Öz ve özet olarak ne diyoruz?
SOSYAL TUFAN hatırlatmalarımı yıllardan beri sabır ve sebatla yaptım…
ADİL DÜZEN’in ülkemiz, ADİL DÜNYA DÜZENİ’nin de tüm dünya için yegâne sosyal tufandan yani tüm sorunlardan kurtulma reçetesi olduğunu hatırlattım…
Virüsleri sırasıyla hatırlayalım; Kuş, Kene, Domuz, SARS ve Koronavirüs!
Ve bir anda hayatımızın dört bir yanını kaplayan KORONAVİRÜS DÜZENİ!
Koronavirüs vesilesiyle farklı değerlendirmeler yapılıyorken, biz ülkemiz ve dünya yani bütün insanlık açısından, yarım yüzyıllık birikim ve çalışmalarımız Adil Düzen yani sistem merkezli değerlendirmeler yaptık. 36 yazımızı geride bıraktık...
30, 31, 32’inci yazılarımızda neyi nasıl yapacağımızı anlattık; ondan sonraki bu iki yazımız da o yazıların devamı olarak okunmalıdır…
Bu yazılarımızda Merkez Temsilciler ile Semt Temsilcileri üzerinde duracağız.
***
Önce insanlık tarihi açısından bilmemiz gereken genel bir girizgâh yapalım.
İnsanlık 60 bin sene önce başlayan toplayıcılık, avcılık, çobanlık dönemlerini yaşadıktan sonra tarım/çiftçilik yani yerleşik döneme geçmiştir. İnsanların temel yaşama şekli kendi ürettiklerini kendilerinin tüketmesiydi. Bir de kendi üretemedikleri vardı. Bunu da “değişim” ile hallediyorlardı. Ürettiklerini değiştirerek “pazar” oluşturdular. Sonra üretilen ürünleri paylaşma açısından “ülkeler arası değişim” merhalesine geçtiler. İleriki zamanlarda “emek mübadelesi” değişimi oldu. Çalışanlar emeklerini sattılar ve karşılığında aldıkları parayla da marketlerden, pazarlardan veya başka şekillerde ihtiyaçlarını karşıladılar.
İnsanlık için şimdi İşçilik Dönemi sona eriyor, Ortaklık Dönemi başlıyor…
Ortaklık döneminde de emek vardır ama emekleri değiştirmek suretiyle emek vardır. Yani çalışanlar emeklerini patronlara satmayacaklar, onlarla emek değişimi yapacaklar.

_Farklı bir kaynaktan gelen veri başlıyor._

//! Shared application state and dependency wiring.

use std::sync::Arc;
use std::time::Duration;

use checkout::{
    CheckoutSessionGateway, GatewayError, InMemoryCheckoutGateway, StripeCheckoutGateway,
    StripeConfig, TEST_WEBHOOK_SECRET, WebhookVerifier,
};
use saga::{
    BookingServiceClient, CatalogServiceClient, CompletionEventPublisher,
    HttpBookingServiceClient, HttpCatalogServiceClient, HttpEventPublisher,
    InMemoryBookingService, InMemoryCatalogService, InMemoryEventPublisher,
    PaymentTransactionOrchestrator, WebhookEventProcessor,
};
use sqlx::PgPool;
use transaction_store::{
    CheckoutSessionStore, InMemoryPaymentStore, PostgresPaymentStore, TransactionStore,
};

use crate::config::Config;

const OUTBOUND_TIMEOUT: Duration = Duration::from_secs(10);

/// Shared application state accessible from all handlers.
pub struct AppState {
    pub orchestrator: PaymentTransactionOrchestrator,
    pub webhooks: WebhookEventProcessor,
    /// Which storage backend serves this process, reported by `/health`.
    pub storage: &'static str,
}

/// The collaborators the saga runs against.
#[derive(Clone)]
pub struct Dependencies {
    pub transactions: Arc<dyn TransactionStore>,
    pub sessions: Arc<dyn CheckoutSessionStore>,
    pub gateway: Arc<dyn CheckoutSessionGateway>,
    pub bookings: Arc<dyn BookingServiceClient>,
    pub catalog: Arc<dyn CatalogServiceClient>,
    pub publisher: Arc<dyn CompletionEventPublisher>,
    pub storage: &'static str,
}

impl Dependencies {
    /// Wires every collaborator in memory.
    pub fn in_memory() -> Self {
        let store = InMemoryPaymentStore::new();
        Self {
            transactions: Arc::new(store.clone()),
            sessions: Arc::new(store),
            gateway: Arc::new(InMemoryCheckoutGateway::new()),
            bookings: Arc::new(InMemoryBookingService::new()),
            catalog: Arc::new(InMemoryCatalogService::new()),
            publisher: Arc::new(InMemoryEventPublisher::new()),
            storage: "memory",
        }
    }

    /// Wires collaborators from configuration. Anything left unconfigured
    /// runs in memory.
    pub fn from_config(config: &Config, pool: Option<PgPool>) -> Result<Self, GatewayError> {
        let mut deps = Self::in_memory();

        if let Some(pool) = pool {
            let store = PostgresPaymentStore::new(pool);
            deps.transactions = Arc::new(store.clone());
            deps.sessions = Arc::new(store);
            deps.storage = "postgres";
        }

        let gateway: Arc<dyn CheckoutSessionGateway> = match &config.stripe_api_key {
            Some(api_key) => {
                let webhook_secret = config.stripe_webhook_secret.clone().ok_or_else(|| {
                    GatewayError::Configuration(
                        "STRIPE_WEBHOOK_ENDPOINT_SECRET must be set when STRIPE_API_KEY is set"
                            .to_string(),
                    )
                })?;
                Arc::new(StripeCheckoutGateway::new(StripeConfig {
                    api_key: api_key.clone(),
                    api_base: config.stripe_api_base.clone(),
                    webhook_secret,
                    webhook_tolerance: config.webhook_tolerance(),
                    request_timeout: OUTBOUND_TIMEOUT,
                })?)
            }
            None => {
                tracing::warn!("STRIPE_API_KEY not set, using in-memory checkout gateway");
                let webhook_secret = config
                    .stripe_webhook_secret
                    .clone()
                    .unwrap_or_else(|| TEST_WEBHOOK_SECRET.to_string());
                Arc::new(InMemoryCheckoutGateway::with_verifier(
                    WebhookVerifier::new(webhook_secret).with_tolerance(config.webhook_tolerance()),
                ))
            }
        };
        deps.gateway = gateway;

        let client = reqwest::Client::builder()
            .timeout(OUTBOUND_TIMEOUT)
            .build()?;

        if let Some(url) = &config.booking_service_url {
            deps.bookings = Arc::new(HttpBookingServiceClient::new(client.clone(), url.clone()));
        }
        if let Some(url) = &config.catalog_service_url {
            deps.catalog = Arc::new(HttpCatalogServiceClient::new(client.clone(), url.clone()));
        }
        if let Some(url) = &config.payment_events_url {
            deps.publisher = Arc::new(HttpEventPublisher::new(client, url.clone()));
        }

        Ok(deps)
    }
}

impl AppState {
    pub fn new(deps: Dependencies, config: &Config) -> Arc<Self> {
        let orchestrator = PaymentTransactionOrchestrator::new(
            deps.bookings,
            deps.catalog,
            deps.transactions.clone(),
            deps.sessions,
            deps.gateway.clone(),
            deps.publisher.clone(),
            config.checkout_settings(),
        );
        let webhooks = WebhookEventProcessor::new(deps.transactions, deps.gateway, deps.publisher);

        Arc::new(Self {
            orchestrator,
            webhooks,
            storage: deps.storage,
        })
    }
}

Biz istesek de istemesek de ortaklık dönemine geçilecektir, Allah’ın takdiri budur.
***
İnsanlık tarım/çiftçilik dönemine zorlanarak geçmiştir; şimdi de ortaklık dönemine geçişte direnilirse “tufan” olacak, böylece tufandan sonra ortaklık sistemine geçilecektir.
Burada Nuh Tufanı sonrası tarım dönemine geçiş hatırlanıp ibret alınmalı…

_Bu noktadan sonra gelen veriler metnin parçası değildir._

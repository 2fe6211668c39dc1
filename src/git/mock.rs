use std::sync::Mutex;

use crate::error::{ReleaseTagError, Result};
use crate::git::GitCli;

/// Mock git backend for testing without spawning processes.
///
/// Scripted with a latest tag and a list of commit subjects; records every
/// mutating call so tests can assert on the exact workflow performed.
pub struct MockGit {
    latest_tag: Option<String>,
    subjects: Vec<String>,
    fail_push: bool,
    /// Ordered record of (remote, branch) pull invocations
    pub pulls: Mutex<Vec<(String, String)>>,
    /// Number of tag-fetch invocations
    pub tag_fetches: Mutex<usize>,
    /// Ordered record of (tag, message) created tags
    pub created: Mutex<Vec<(String, String)>>,
    /// Ordered record of (remote, tag) pushes
    pub pushed: Mutex<Vec<(String, String)>>,
}

impl MockGit {
    /// Repository with one reachable tag and the given commit subjects
    /// (oldest first) since that tag.
    pub fn new(latest_tag: Option<&str>, subjects: &[&str]) -> Self {
        MockGit {
            latest_tag: latest_tag.map(str::to_string),
            subjects: subjects.iter().map(|s| s.to_string()).collect(),
            fail_push: false,
            pulls: Mutex::new(Vec::new()),
            tag_fetches: Mutex::new(0),
            created: Mutex::new(Vec::new()),
            pushed: Mutex::new(Vec::new()),
        }
    }

    /// Make every push fail the way a rejected `git push` does.
    pub fn failing_push(mut self) -> Self {
        self.fail_push = true;
        self
    }
}

impl GitCli for MockGit {
    fn pull_rebase(&self, remote: &str, branch: &str) -> Result<()> {
        self.pulls
            .lock()
            .unwrap()
            .push((remote.to_string(), branch.to_string()));
        Ok(())
    }

    fn fetch_tags(&self) -> Result<()> {
        *self.tag_fetches.lock().unwrap() += 1;
        Ok(())
    }

    fn describe_latest_tag(&self) -> Result<String> {
        self.latest_tag.clone().ok_or_else(|| {
            ReleaseTagError::command(
                "describe --tags --abbrev=0",
                Some(128),
                "fatal: No names found, cannot describe anything.",
            )
        })
    }

    fn log_subjects_since(&self, _from_tag: &str) -> Result<String> {
        Ok(self
            .subjects
            .iter()
            .map(|s| format!("\"{}\"", s))
            .collect::<Vec<_>>()
            .join("\n"))
    }

    fn create_annotated_tag(&self, name: &str, message: &str) -> Result<()> {
        self.created
            .lock()
            .unwrap()
            .push((name.to_string(), message.to_string()));
        Ok(())
    }

    fn push_tag(&self, remote: &str, name: &str) -> Result<()> {
        if self.fail_push {
            return Err(ReleaseTagError::command(
                format!("push {} {}", remote, name),
                Some(1),
                "error: failed to push some refs",
            ));
        }
        self.pushed
            .lock()
            .unwrap()
            .push((remote.to_string(), name.to_string()));
        Ok(())
    }
}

Görüyorsunuz ki virüs (koronavirüs ve diğer önceki virüsler ile hayatın dinî-ilmî-iktisadî-idarî/siyasî alanlarında yaşananlar) günümüzde birçok sorunlara yol açıyor. Ama bu virüs Allah’tan gelmiyor, insanların akıllarını çalıştırmamasından dolayı geliyor.
Ortaklık Dönemine ancak Semt Temsilcilikleri oluşturularak geçilebilir.

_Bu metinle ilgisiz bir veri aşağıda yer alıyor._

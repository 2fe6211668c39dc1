//! Git operations abstraction layer
//!
//! This module provides a trait-based abstraction over the git command-line
//! interface, allowing for a real subprocess-backed implementation and a
//! scripted implementation for testing.
//!
//! The primary abstraction is the [GitCli] trait, which names exactly the
//! git invocations the release workflow performs. The concrete
//! implementations include:
//!
//! - [system::SystemGit]: shells out to the system `git` binary
//! - [mock::MockGit]: an in-memory double for tests
//!
//! Most code should depend on the [GitCli] trait rather than concrete
//! implementations to enable easy testing.

pub mod mock;
pub mod system;

pub use mock::MockGit;
pub use system::SystemGit;

use crate::error::Result;

/// The git command-line surface used by the release workflow.
///
/// Every method corresponds to one git invocation. Implementations treat git
/// as a black-box synchronous executor: standard output comes back as text,
/// a non-zero exit becomes [crate::error::ReleaseTagError::Command] carrying
/// the child's exit code and stderr.
pub trait GitCli: Send + Sync {
    /// Rebase-pull the branch from the remote (`git pull --rebase <remote> <branch>`).
    fn pull_rebase(&self, remote: &str, branch: &str) -> Result<()>;

    /// Fetch all remote tags (`git fetch --tags`).
    fn fetch_tags(&self) -> Result<()>;

    /// The most recent tag reachable from HEAD by commit-graph distance
    /// (`git describe --tags --abbrev=0`), trimmed.
    ///
    /// Fails when the repository has no tags.
    fn describe_latest_tag(&self) -> Result<String>;

    /// One-line subjects of every commit in `<from_tag>..HEAD`, oldest
    /// first, each line wrapped in double quotes by the log format.
    fn log_subjects_since(&self, from_tag: &str) -> Result<String>;

    /// Create an annotated tag at HEAD (`git tag -a <name> -m <message>`).
    fn create_annotated_tag(&self, name: &str, message: &str) -> Result<()>;

    /// Push one tag to the remote (`git push <remote> <name>`).
    fn push_tag(&self, remote: &str, name: &str) -> Result<()>;
}
use crate::error::{ReleaseTagError, Result};
use std::fmt;

/// A dot-separated version as read from a tag (e.g. "1.2.3").
///
/// The string is kept verbatim: segments are not validated when the version
/// is read. Only [Version::bump_last] requires the final segment to be a
/// non-negative integer.
#[derive(Debug, Clone, PartialEq, Eq)]
pub struct Version(String);

impl Version {
    /// Create a version from a raw string
    pub fn new(version: impl Into<String>) -> Self {
        Version(version.into())
    }

    /// Extract the version from a tag name by stripping one leading
    /// occurrence of the prefix (e.g. "v1.2.3" with prefix "v" -> "1.2.3").
    ///
    /// Tags that do not start with the prefix are kept whole.
    pub fn from_tag(tag: &str, prefix: &str) -> Self {
        let trimmed = tag.trim();
        Version(trimmed.strip_prefix(prefix).unwrap_or(trimmed).to_string())
    }

    pub fn as_str(&self) -> &str {
        &self.0
    }

    /// Format the tag name for this version (prefix + version string).
    pub fn tag_name(&self, prefix: &str) -> String {
        format!("{}{}", prefix, self.0)
    }

    /// Return the next version: the final dot-separated segment incremented
    /// by one, every other segment carried unchanged.
    ///
    /// # Errors
    /// Fails if the final segment is not a non-negative integer.
    pub fn bump_last(&self) -> Result<Version> {
        let mut parts: Vec<String> = self.0.split('.').map(str::to_string).collect();

        // split always yields at least one element
        let last = parts.last().cloned().unwrap_or_default();
        let n: u64 = last.parse().map_err(|_| {
            ReleaseTagError::version(format!(
                "non-numeric trailing segment '{}' in version '{}'",
                last, self.0
            ))
        })?;

        if let Some(slot) = parts.last_mut() {
            *slot = (n + 1).to_string();
        }

        Ok(Version(parts.join(".")))
    }
}

impl fmt::Display for Version {
    fn fmt(&self, f: &mut fmt::Formatter<'_>) -> fmt::Result {
        write!(f, "{}", self.0)
    }
}
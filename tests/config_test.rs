// tests/config_test.rs
use std::io::Write;
use tempfile::NamedTempFile;

use release_tag::config::{load_config, Config};

#[test]
fn test_default_config() {
    let config = Config::default();
    assert_eq!(config.remote, "origin");
    assert_eq!(config.branch, "main");
    assert_eq!(config.tag_prefix, "v");
    assert!(config.categories.contains(&"feat".to_string()));
}

#[test]
fn test_load_from_file() {
    let mut temp_file = NamedTempFile::new().unwrap();
    let toml_content = r#"
remote = "upstream"
branch = "release"
tag_prefix = "r"
categories = ["feat", "fix", "docs"]
"#;
    temp_file.write_all(toml_content.as_bytes()).unwrap();
    temp_file.flush().unwrap();

    let config = load_config(Some(temp_file.path().to_str().unwrap())).unwrap();
    assert_eq!(config.remote, "upstream");
    assert_eq!(config.branch, "release");
    assert_eq!(config.tag_prefix, "r");
    assert_eq!(config.categories, vec!["feat", "fix", "docs"]);
}

#[test]
fn test_partial_file_keeps_defaults() {
    let mut temp_file = NamedTempFile::new().unwrap();
    temp_file.write_all(b"branch = \"master\"\n").unwrap();
    temp_file.flush().unwrap();

    let config = load_config(Some(temp_file.path().to_str().unwrap())).unwrap();
    assert_eq!(config.branch, "master");
    assert_eq!(config.remote, "origin");
    assert_eq!(config.tag_prefix, "v");
}

#[test]
fn test_missing_explicit_file_errors() {
    assert!(load_config(Some("/nonexistent/releasetag.toml")).is_err());
}

#[test]
fn test_invalid_toml_errors() {
    let mut temp_file = NamedTempFile::new().unwrap();
    temp_file.write_all(b"remote = [not toml").unwrap();
    temp_file.flush().unwrap();

    let result = load_config(Some(temp_file.path().to_str().unwrap()));
    assert!(result.is_err());
    assert!(result
        .unwrap_err()
        .to_string()
        .contains("Configuration error"));
}
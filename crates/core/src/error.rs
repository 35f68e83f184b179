//! Error taxonomy for pipelines and external collaborators.

use thiserror::Error;

/// Failure of a pipeline step.
///
/// Pipelines log these and report a boolean outcome; the variant records
/// which stage of the chain gave up.
#[derive(Debug, Error)]
pub enum PortError {
	/// Missing or invalid bundle input.
	#[error("config error: {0}")]
	Config(String),

	/// No local store, or more than one, could be selected.
	#[error("discovery error: {0}")]
	Discovery(String),

	/// The local store is unreadable or holds no account.
	#[error("decode error: {0}")]
	Decode(String),

	/// The protocol client could not be built or connected.
	#[error("conversion error: {0}")]
	Conversion(String),

	/// The session decodes but is no longer authorized.
	#[error("validation error: {0}")]
	Validation(String),

	#[error(transparent)]
	Io(#[from] std::io::Error),

	#[error(transparent)]
	Json(#[from] serde_json::Error),
}

impl PortError {
	/// Short stage label used as a structured log field.
	pub fn stage(&self) -> &'static str {
		match self {
			PortError::Config(_) => "config",
			PortError::Discovery(_) => "discovery",
			PortError::Decode(_) => "decode",
			PortError::Conversion(_) => "conversion",
			PortError::Validation(_) => "validation",
			PortError::Io(_) => "io",
			PortError::Json(_) => "json",
		}
	}
}

/// Result type alias for pipeline operations.
pub type Result<T> = std::result::Result<T, PortError>;

/// Failure reported by an external collaborator (decoder, protocol client, driver).
#[derive(Debug, Error)]
pub enum ClientError {
	#[error("not found: {0}")]
	NotFound(String),

	#[error("{name}: {message}")]
	Remote { name: String, message: String },

	#[error("driver channel closed")]
	ChannelClosed,

	#[error("no driver configured (pass --driver or set TDPORT_DRIVER)")]
	NotConfigured,

	#[error("failed to start driver `{program}`: {source}")]
	Spawn {
		program: String,
		#[source]
		source: std::io::Error,
	},

	#[error("unexpected driver payload: {0}")]
	Protocol(String),

	#[error(transparent)]
	Io(#[from] std::io::Error),

	#[error(transparent)]
	Json(#[from] serde_json::Error),
}
//! Bundle document codec.
//!
//! A bundle is `<dir>/<name>.json` plus `<dir>/<name>.session`. The document
//! is flat, UTF-8, single-line JSON; the artifact is opaque and written by the
//! protocol client.

use std::fs;
use std::path::{Path, PathBuf};

use serde_json::{Map, Value};
use tracing::debug;

use crate::error::{PortError, Result};
use tdport_protocol::{APP_HASH_ALIAS, APP_HASH_KEY, APP_ID_ALIAS, APP_ID_KEY, Bundle, SESSION_FILE_KEY};

pub const DOCUMENT_EXTENSION: &str = "json";
pub const ARTIFACT_EXTENSION: &str = "session";

/// `<dir>/<basename>.json`
pub fn document_path(dir: &Path, basename: &str) -> PathBuf {
	dir.join(format!("{basename}.{DOCUMENT_EXTENSION}"))
}

/// `<dir>/<basename>.session`
pub fn artifact_path(dir: &Path, basename: &str) -> PathBuf {
	dir.join(format!("{basename}.{ARTIFACT_EXTENSION}"))
}

/// Loads the document at `path`.
///
/// Returns the bundle with `app_id`, `app_hash` and `session_file`
/// normalized, and the artifact path *without* extension, resolved next to
/// the document.
pub fn decode(path: &Path) -> Result<(Bundle, PathBuf)> {
	let content = fs::read_to_string(path).map_err(|e| PortError::Config(format!("cannot read bundle {}: {e}", path.display())))?;
	let value: Value = serde_json::from_str(&content).map_err(|e| PortError::Config(format!("bundle {} is not valid JSON: {e}", path.display())))?;
	let Value::Object(mut fields) = value else {
		return Err(PortError::Config(format!("bundle {} is not a JSON object", path.display())));
	};

	let app_id = take_field(&mut fields, APP_ID_KEY, APP_ID_ALIAS)
		.as_ref()
		.and_then(parse_app_id)
		.ok_or_else(|| PortError::Config(format!("bundle {} has no usable {APP_ID_KEY}/{APP_ID_ALIAS}", path.display())))?;
	let app_hash = take_field(&mut fields, APP_HASH_KEY, APP_HASH_ALIAS)
		.as_ref()
		.and_then(parse_app_hash)
		.ok_or_else(|| PortError::Config(format!("bundle {} has no usable {APP_HASH_KEY}", path.display())))?;

	let declared = take_field(&mut fields, SESSION_FILE_KEY, SESSION_FILE_KEY);
	let session_file = declared
		.as_ref()
		.and_then(Value::as_str)
		.and_then(session_basename)
		.or_else(|| path.file_stem().map(|stem| stem.to_string_lossy().into_owned()))
		.filter(|name| !name.is_empty())
		.ok_or_else(|| PortError::Config(format!("cannot derive a session name for {}", path.display())))?;

	fields.insert(APP_ID_KEY.into(), Value::from(app_id));
	fields.insert(APP_HASH_KEY.into(), Value::from(app_hash));
	fields.insert(SESSION_FILE_KEY.into(), Value::from(session_file.clone()));

	let bundle: Bundle = serde_json::from_value(Value::Object(fields)).map_err(|e| PortError::Config(format!("bundle {} has malformed fields: {e}", path.display())))?;

	let absolute = std::path::absolute(path)?;
	let base_dir = absolute.parent().map(Path::to_path_buf).unwrap_or_default();
	let artifact = base_dir.join(&session_file);

	debug!(target = "tdport", bundle = %path.display(), artifact = %artifact.display(), "decoded bundle");
	Ok((bundle, artifact))
}

/// Writes `bundle` to `<out_dir>/<basename>.json` and returns that path.
///
/// The session artifact is not touched.
pub fn encode(bundle: &Bundle, out_dir: &Path, basename: &str) -> Result<PathBuf> {
	fs::create_dir_all(out_dir)?;
	let path = document_path(out_dir, basename);
	let json = serde_json::to_string(bundle)?;
	fs::write(&path, json)?;
	debug!(target = "tdport", bundle = %path.display(), "wrote bundle document");
	Ok(path)
}

/// Removes every spelling of `canonical`/`alias` from `fields`, returning the
/// value to use. Keys match case-insensitively and the canonical name wins
/// over the alias.
fn take_field(fields: &mut Map<String, Value>, canonical: &str, alias: &str) -> Option<Value> {
	let keys: Vec<String> = fields
		.keys()
		.filter(|key| key.eq_ignore_ascii_case(canonical) || key.eq_ignore_ascii_case(alias))
		.cloned()
		.collect();

	let mut primary = None;
	let mut secondary = None;
	for key in keys {
		let value = fields.remove(&key);
		let slot = if key.eq_ignore_ascii_case(canonical) { &mut primary } else { &mut secondary };
		if slot.is_none() || key == canonical || key == alias {
			*slot = value;
		}
	}

	primary.filter(is_present).or(secondary.filter(is_present))
}

fn is_present(value: &Value) -> bool {
	match value {
		Value::Null => false,
		Value::String(s) => !s.trim().is_empty(),
		_ => true,
	}
}

fn parse_app_id(value: &Value) -> Option<i64> {
	let id = match value {
		Value::Number(n) => n.as_i64()?,
		Value::String(s) => s.trim().parse().ok()?,
		_ => return None,
	};
	(id > 0).then_some(id)
}

fn parse_app_hash(value: &Value) -> Option<String> {
	let hash = match value {
		Value::String(s) => s.clone(),
		Value::Number(n) => n.to_string(),
		_ => return None,
	};
	(!hash.trim().is_empty()).then_some(hash)
}

/// Final path component of `session_file`, minus a trailing `.session`.
///
/// Other dots belong to the name: `my.account` stays `my.account`.
fn session_basename(session_file: &str) -> Option<String> {
	let path = Path::new(session_file.trim());
	let name = if path.extension().is_some_and(|ext| ext == ARTIFACT_EXTENSION) {
		path.file_stem()?
	} else {
		path.file_name()?
	};
	let name = name.to_string_lossy().into_owned();
	(!name.is_empty()).then_some(name)
}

Bu semtlere geçişi merkezi yönetim yapmayacak. Devlet bütçesine para koyup da semtleri kurmayacak. Semtleri halk kuracak, bunu halk yapacak.
İstiklal Savaşı’nı nasıl halk yaptıysa aynı şekilde bütün semtleri de biz halk olarak oluşturacağız. Bütün saldırılara ve engellemelere rağmen İstiklal Savaşı’nı yapan generaller sultana karşı, padişaha karşı gelmemişler, tam tersine Mustafa Kemal’in, “Bizim işimiz hilafeti ve saltanı kurtarmaktır” sözünü benimsemişler ve bunun için mücadele vermişlerdir. Biz de hiçbir zaman, zulüm de olsa, eziyet dahi yapılsa, mevcut olan düzene karşı çıkmayacağız; biz kendi işimize bakacağız, kendi çalışmalarımıza bakacağız, kendi kurtuluşumuza bakacağız...
En sonunda ya onlar da bizimle yani halkımızla beraber olurlar yahut tarihte olduğu gibi hastalıklar, zelzeleler, kıtlıklar, yangınlar ya da Sosyal Tufan bu işçilik sisteminde ısrar edenleri helak edecektir.
Kur’an bunu da anlatıyor, insanlık tarihi de bunu anlatıyor.
Diyoruz ki; Semt Kooperatifleri’ni halk kuracak...
Peki, halk bu kooperatifleri nasıl kuracak?
(Gelecek yazıda nasıl olacağını yazalım…)
Selam ve sağlık dualarımızla, sağlıklı bir sistemde ulaşacağımız zamanlara inşallah…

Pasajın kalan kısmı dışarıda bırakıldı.